In the autumn of 1972 Gerry Anderson's UFO was getting impressive viewing
figures in both New York and Los Angeles. At the time, Gerry's latest series The Protectors, was also selling successfully
worldwide. As a result ITC not only wanted a third season of The Protectors, but also a second season of sci-fi adventures
Producing The Protectors at EMI-MGM Elstree Studios in 1972 had brought
Gerry into contact with writer Christopher Penfold, who was there working on the Second World War series, The Pathfinders.
Penfold was brought on board to assist in developing the second series of UFO, and the sequence of events that would lead
to Space 1999 was now underway.
In January 1973, Anderson recruited Keith Wilson to begin work on several
illustrations to accompany Gerry's outline for the second series of UFO. Meanwhile the American ratings for UFO started
to drop and the show was cancelled.
During a meeting with Lew Grade, who was then the Managing Director of
Associated Television, Anderson told Grade that a great deal of money had already been spent on the second series of
UFO and instead of wasting it he suggested turning it into a new show.

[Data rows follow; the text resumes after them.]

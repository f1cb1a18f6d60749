//! Timestamped ledger backups
//!
//! Before the ledger is rewritten, the current file is copied to
//! `<dir>/<prefix>_backup_<YYYYMMDD_HHMMSS>.<ext>`. Only the newest
//! `keep` copies survive; names sort chronologically so the oldest go
//! first.

use anyhow::{Context, Result};
use chrono::{Local, NaiveDateTime};
use std::fs;
use std::path::{Path, PathBuf};
use tracing::info;

const TIMESTAMP_FORMAT: &str = "%Y%m%d_%H%M%S";

/// Where and how backups of one ledger are kept
#[derive(Debug, Clone)]
pub struct BackupPolicy {
    pub dir: PathBuf,
    pub prefix: String,
    pub keep: usize,
}

impl BackupPolicy {
    fn marker(&self) -> String {
        format!("{}_backup_", self.prefix)
    }

    /// File name of the backup taken at `at`
    pub fn backup_name(&self, ledger_path: &Path, at: NaiveDateTime) -> String {
        let extension = ledger_path
            .extension()
            .and_then(|e| e.to_str())
            .unwrap_or("xlsx");
        format!("{}{}.{}", self.marker(), at.format(TIMESTAMP_FORMAT), extension)
    }

    fn is_backup(&self, name: &str, extension: &str) -> bool {
        name.starts_with(&self.marker()) && name.ends_with(&format!(".{}", extension))
    }

    /// Existing backups of `ledger_path`, oldest first
    pub fn list(&self, ledger_path: &Path) -> Result<Vec<PathBuf>> {
        if !self.dir.exists() {
            return Ok(Vec::new());
        }
        let extension = ledger_path
            .extension()
            .and_then(|e| e.to_str())
            .unwrap_or("xlsx");

        let mut backups: Vec<PathBuf> = fs::read_dir(&self.dir)
            .with_context(|| format!("Failed to list backups in {:?}", self.dir))?
            .filter_map(|entry| entry.ok())
            .map(|entry| entry.path())
            .filter(|path| {
                path.file_name()
                    .and_then(|n| n.to_str())
                    .map(|name| self.is_backup(name, extension))
                    .unwrap_or(false)
            })
            .collect();
        backups.sort();
        Ok(backups)
    }

    /// Copy the ledger into the backup directory, then prune old copies.
    ///
    /// Returns the backup path, or `None` when there is no ledger yet.
    pub fn backup(&self, ledger_path: &Path) -> Result<Option<PathBuf>> {
        self.backup_at(ledger_path, Local::now().naive_local())
    }

    pub fn backup_at(&self, ledger_path: &Path, at: NaiveDateTime) -> Result<Option<PathBuf>> {
        if !ledger_path.exists() {
            return Ok(None);
        }

        fs::create_dir_all(&self.dir)
            .with_context(|| format!("Failed to create backup directory {:?}", self.dir))?;

        let backup_path = self.dir.join(self.backup_name(ledger_path, at));
        fs::copy(ledger_path, &backup_path)
            .with_context(|| format!("Failed to copy ledger to {:?}", backup_path))?;
        info!("Backup created: {:?}", backup_path);

        self.prune(ledger_path)?;
        Ok(Some(backup_path))
    }

    fn prune(&self, ledger_path: &Path) -> Result<()> {
        // The copy just taken always survives
        let keep = self.keep.max(1);
        let backups = self.list(ledger_path)?;
        if backups.len() <= keep {
            return Ok(());
        }

        for old in &backups[..backups.len() - keep] {
            fs::remove_file(old).with_context(|| format!("Failed to remove old backup {:?}", old))?;
            info!("Old backup removed: {:?}", old);
        }
        Ok(())
    }
}
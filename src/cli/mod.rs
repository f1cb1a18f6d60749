use clap::{Parser, Subcommand};
use std::path::PathBuf;

pub mod formatters;

#[derive(Parser)]
#[command(name = "valorisation")]
#[command(
    version,
    about = "Merge brokerage valuation exports into a historical ledger"
)]
#[command(
    long_about = "Parse the daily portfolio valuation CSV exported by the broker and fold it into a spreadsheet ledger holding one row per position and date, with account totals repeated on every row."
)]
pub struct Cli {
    /// Disable colorized/ANSI output
    #[arg(long = "no-color", global = true)]
    pub no_color: bool,

    /// Output results in JSON format (parse, sync, history, backups)
    #[arg(long = "json", global = true)]
    pub json: bool,

    /// Configuration file (defaults to <config dir>/valorisation/config.toml)
    #[arg(long, global = true)]
    pub config: Option<PathBuf>,

    #[command(subcommand)]
    pub command: Commands,
}

#[derive(Subcommand)]
pub enum Commands {
    /// Merge a valuation export into the ledger (backs up the ledger first)
    Sync {
        /// Path to the exported CSV file
        export: PathBuf,

        /// Ledger spreadsheet to update (overrides the configuration)
        #[arg(short, long)]
        ledger: Option<PathBuf>,

        /// Keep the export file after a successful merge
        #[arg(long)]
        keep_export: bool,

        /// Parse and merge without writing anything
        #[arg(short, long)]
        dry_run: bool,
    },

    /// Parse a valuation export and show its content
    Parse {
        /// Path to the exported CSV file
        export: PathBuf,
    },

    /// Show one line per valuation date stored in the ledger
    History {
        /// Ledger spreadsheet (overrides the configuration)
        #[arg(short, long)]
        ledger: Option<PathBuf>,
    },

    /// List the ledger backups, newest first
    Backups {
        /// Ledger spreadsheet (overrides the configuration)
        #[arg(short, long)]
        ledger: Option<PathBuf>,
    },
}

Lew Grade agreed and so production started
on a new, as yet untitled show.
Gerry and Sylvia Anderson flew to New York for a meeting with Abe Mandell,
Grade's ITC representative in the USA, for any series such as the one envisaged could not hope to recover its production costs
without the all important American network sale. Mandell considered Gerry's idea of blowing the Earth up as a thing
that would only serve to alienate potential American viewers.

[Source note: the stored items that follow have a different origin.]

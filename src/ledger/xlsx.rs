//! Spreadsheet persistence of the ledger
//!
//! The ledger lives in the `Data` sheet of an .xlsx workbook, header on
//! the first row. Loading goes through calamine, storing through
//! rust_xlsxwriter into a temporary sibling file renamed over the
//! destination once complete.

use anyhow::{anyhow, Context, Result};
use calamine::{open_workbook, Data, DataType, Reader, Xlsx};
use chrono::{Datelike, NaiveDate};
use rust_decimal::prelude::{FromPrimitive, ToPrimitive};
use rust_decimal::Decimal;
use rust_xlsxwriter::{Color, ExcelDateTime, Format, Workbook, Worksheet};
use std::fs;
use std::path::{Path, PathBuf};
use tracing::{debug, info, warn};

use super::{Cell, Ledger, LedgerRow};
use crate::error::ValorisationError;
use crate::models::{TotalKind, COL_DATE, COL_LABEL};

pub const SHEET_NAME: &str = "Data";

const MAX_COLUMN_WIDTH: usize = 50;
const TOTALS_FILL: u32 = 0xE6F3FF;

/// Load the ledger from `path`, or an empty ledger when the file does
/// not exist yet.
pub fn load_or_new<P: AsRef<Path>>(path: P) -> Result<Ledger> {
    let path = path.as_ref();
    if path.exists() {
        load_ledger(path)
    } else {
        info!("No ledger at {:?}, starting a new one", path);
        Ok(Ledger::new())
    }
}

/// Load the ledger from the `Data` sheet of an .xlsx workbook
pub fn load_ledger<P: AsRef<Path>>(path: P) -> Result<Ledger> {
    let path = path.as_ref();
    let mut workbook: Xlsx<_> =
        open_workbook(path).with_context(|| format!("Failed to open ledger {:?}", path))?;

    if !workbook.sheet_names().iter().any(|name| name == SHEET_NAME) {
        return Err(ValorisationError::SheetNotFound(SHEET_NAME.to_string()).into());
    }

    let range = workbook
        .worksheet_range(SHEET_NAME)
        .context("Failed to read ledger worksheet")?;

    let mut rows_iter = range.rows();
    let columns: Vec<String> = match rows_iter.next() {
        Some(header) => header.iter().map(|cell| cell.to_string().trim().to_string()).collect(),
        None => {
            info!("Ledger {:?} is empty", path);
            return Ok(Ledger::new());
        }
    };
    debug!("Ledger columns: {:?}", columns);

    let date_idx = column_index(&columns, COL_DATE)?;
    let label_idx = column_index(&columns, COL_LABEL)?;

    let mut rows = Vec::new();
    for (idx, row) in rows_iter.enumerate() {
        if row.iter().all(|cell| cell.is_empty()) {
            continue;
        }
        let row_num = idx + 2;

        let date_cell = row.get(date_idx).unwrap_or(&Data::Empty);
        let date = parse_date(date_cell).ok_or_else(|| {
            ValorisationError::MalformedLedger(format!(
                "row {}: unreadable date '{}'",
                row_num, date_cell
            ))
        })?;
        let instrument = row
            .get(label_idx)
            .map(|cell| cell.to_string().trim().to_string())
            .unwrap_or_default();

        let mut ledger_row = LedgerRow::new(date, instrument);
        for (col, name) in columns.iter().enumerate() {
            if col == date_idx || col == label_idx || name.is_empty() {
                continue;
            }
            ledger_row.set(name, to_cell(row.get(col).unwrap_or(&Data::Empty)));
        }
        rows.push(ledger_row);
    }

    let columns = columns.into_iter().filter(|name| !name.is_empty()).collect();
    let ledger = Ledger::from_parts(columns, rows);
    info!("Loaded ledger {:?}: {} rows", path, ledger.len());
    Ok(ledger)
}

fn column_index(columns: &[String], name: &str) -> Result<usize> {
    columns.iter().position(|c| c == name).ok_or_else(|| {
        ValorisationError::MalformedLedger(format!("missing '{}' column", name)).into()
    })
}

fn parse_date(cell: &Data) -> Option<NaiveDate> {
    match cell {
        Data::DateTime(dt) => from_serial(dt.as_f64()),
        // Date cells saved without a date format come back as serials
        Data::Float(f) => from_serial(*f),
        Data::Int(i) => from_serial(*i as f64),
        Data::DateTimeIso(text) | Data::String(text) => {
            let text = text.trim();
            // ISO values may carry a time part
            let date_part = text.split(['T', ' ']).next().unwrap_or(text);
            NaiveDate::parse_from_str(date_part, "%Y-%m-%d")
                .or_else(|_| NaiveDate::parse_from_str(text, "%d/%m/%Y"))
                .ok()
        }
        _ => None,
    }
}

fn from_serial(serial: f64) -> Option<NaiveDate> {
    let days_since_epoch = serial.floor() as i64;
    NaiveDate::from_ymd_opt(1899, 12, 30)?
        .checked_add_signed(chrono::Duration::days(days_since_epoch))
}

fn to_cell(cell: &Data) -> Cell {
    match cell {
        Data::Int(i) => Cell::Number(Decimal::from(*i)),
        Data::Float(f) => Decimal::from_f64(*f)
            .map(Cell::Number)
            .unwrap_or(Cell::Empty),
        Data::String(s) => Cell::from_text(s.trim()),
        Data::Bool(b) => Cell::Text(b.to_string()),
        Data::DateTime(_) | Data::DateTimeIso(_) => {
            parse_date(cell).map(Cell::Date).unwrap_or(Cell::Empty)
        }
        Data::DurationIso(s) => Cell::from_text(s),
        _ => Cell::Empty,
    }
}

/// Write the ledger to `path`, replacing any previous file.
///
/// The workbook is first saved next to the destination and renamed
/// over it, so a failure leaves the previous ledger untouched.
pub fn store_ledger<P: AsRef<Path>>(ledger: &Ledger, path: P) -> Result<()> {
    let path = path.as_ref();
    info!("Saving ledger to {:?}", path);

    let mut workbook = Workbook::new();
    let worksheet = workbook.add_worksheet();
    worksheet.set_name(SHEET_NAME)?;
    write_sheet(worksheet, ledger)?;

    let tmp_path = temporary_path(path);
    workbook
        .save(&tmp_path)
        .with_context(|| format!("Failed to write ledger {:?}", tmp_path))?;
    if let Err(e) = fs::rename(&tmp_path, path) {
        if let Err(cleanup) = fs::remove_file(&tmp_path) {
            warn!("Could not remove {:?}: {}", tmp_path, cleanup);
        }
        return Err(anyhow::Error::new(e).context(format!("Failed to replace ledger {:?}", path)));
    }

    info!("Ledger saved: {} rows", ledger.len());
    Ok(())
}

fn temporary_path(path: &Path) -> PathBuf {
    let file_name = path
        .file_name()
        .and_then(|n| n.to_str())
        .unwrap_or("ledger.xlsx");
    // Keep the .xlsx extension last
    path.with_file_name(format!(".tmp-{}", file_name))
}

fn write_sheet(worksheet: &mut Worksheet, ledger: &Ledger) -> Result<()> {
    let totals_fill = Format::new().set_background_color(Color::RGB(TOTALS_FILL));
    let totals_header = Format::new()
        .set_bold()
        .set_background_color(Color::RGB(TOTALS_FILL));
    let date_format = Format::new().set_num_format("dd/mm/yyyy");
    let totals_date_format = date_format
        .clone()
        .set_background_color(Color::RGB(TOTALS_FILL));

    for (col, name) in ledger.columns().iter().enumerate() {
        let col_num = u16::try_from(col).context("Too many ledger columns")?;
        let is_total = TotalKind::is_total_column(name);

        if is_total {
            worksheet.write_string_with_format(0, col_num, name, &totals_header)?;
        } else {
            worksheet.write_string(0, col_num, name)?;
        }

        let mut width = name.chars().count();
        for (idx, row) in ledger.rows().iter().enumerate() {
            let row_num = u32::try_from(idx + 1).context("Too many ledger rows")?;
            let cell = row.get(name);
            width = width.max(cell.display().chars().count());

            match (&cell, is_total) {
                (Cell::Empty, true) => {
                    worksheet.write_blank(row_num, col_num, &totals_fill)?;
                }
                (Cell::Empty, false) => {}
                (Cell::Number(value), _) => {
                    let value = value
                        .to_f64()
                        .ok_or_else(|| anyhow!("Amount {} does not fit a spreadsheet number", value))?;
                    if is_total {
                        worksheet.write_number_with_format(row_num, col_num, value, &totals_fill)?;
                    } else {
                        worksheet.write_number(row_num, col_num, value)?;
                    }
                }
                (Cell::Text(text), _) => {
                    if is_total {
                        worksheet.write_string_with_format(row_num, col_num, text, &totals_fill)?;
                    } else {
                        worksheet.write_string(row_num, col_num, text)?;
                    }
                }
                (Cell::Date(date), _) => {
                    let datetime = excel_date(*date)?;
                    let format = if is_total { &totals_date_format } else { &date_format };
                    worksheet.write_datetime_with_format(row_num, col_num, &datetime, format)?;
                }
            }
        }

        worksheet.set_column_width(col_num, (width + 2).min(MAX_COLUMN_WIDTH) as f64)?;
    }

    Ok(())
}

fn excel_date(date: NaiveDate) -> Result<ExcelDateTime> {
    let year = u16::try_from(date.year()).context("Date before year 0")?;
    ExcelDateTime::from_ymd(year, date.month() as u8, date.day() as u8)
        .with_context(|| format!("Date {} out of spreadsheet range", date))
}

Responding to the challenge, Anderson came up with the idea of exploding
nuclear waste dumps acting as a giant rocket motor to propel the Moon out of earth's orbit. Mandell liked the idea,
and so the concept of what would initially be known as Menace in Space was born.
As Gerry Anderson's series were reknowned for their intricate modelwork
and special effects, the new series would have to surpass anything the Andersons had done before. In order to achieve
this Gerry and Sylvia sought out Brian Johnson, who had worked on Fireball XL5, Stingray and Thunderbirds.
Between April and July 1973 Gerry and Sylvia wrote a pilot script
entitled Zero G, that ran thirty minutes. In this storyline, malevolent aliens who fear humankind's war-like tendencies
reduce the Moon's gravity, causing it to drift out of orbit so it cannot be used as a staging post to launch man's exploration
of the galaxy. The inhabitants of Moon City (an early version of Alpha), begin their deep space adventures.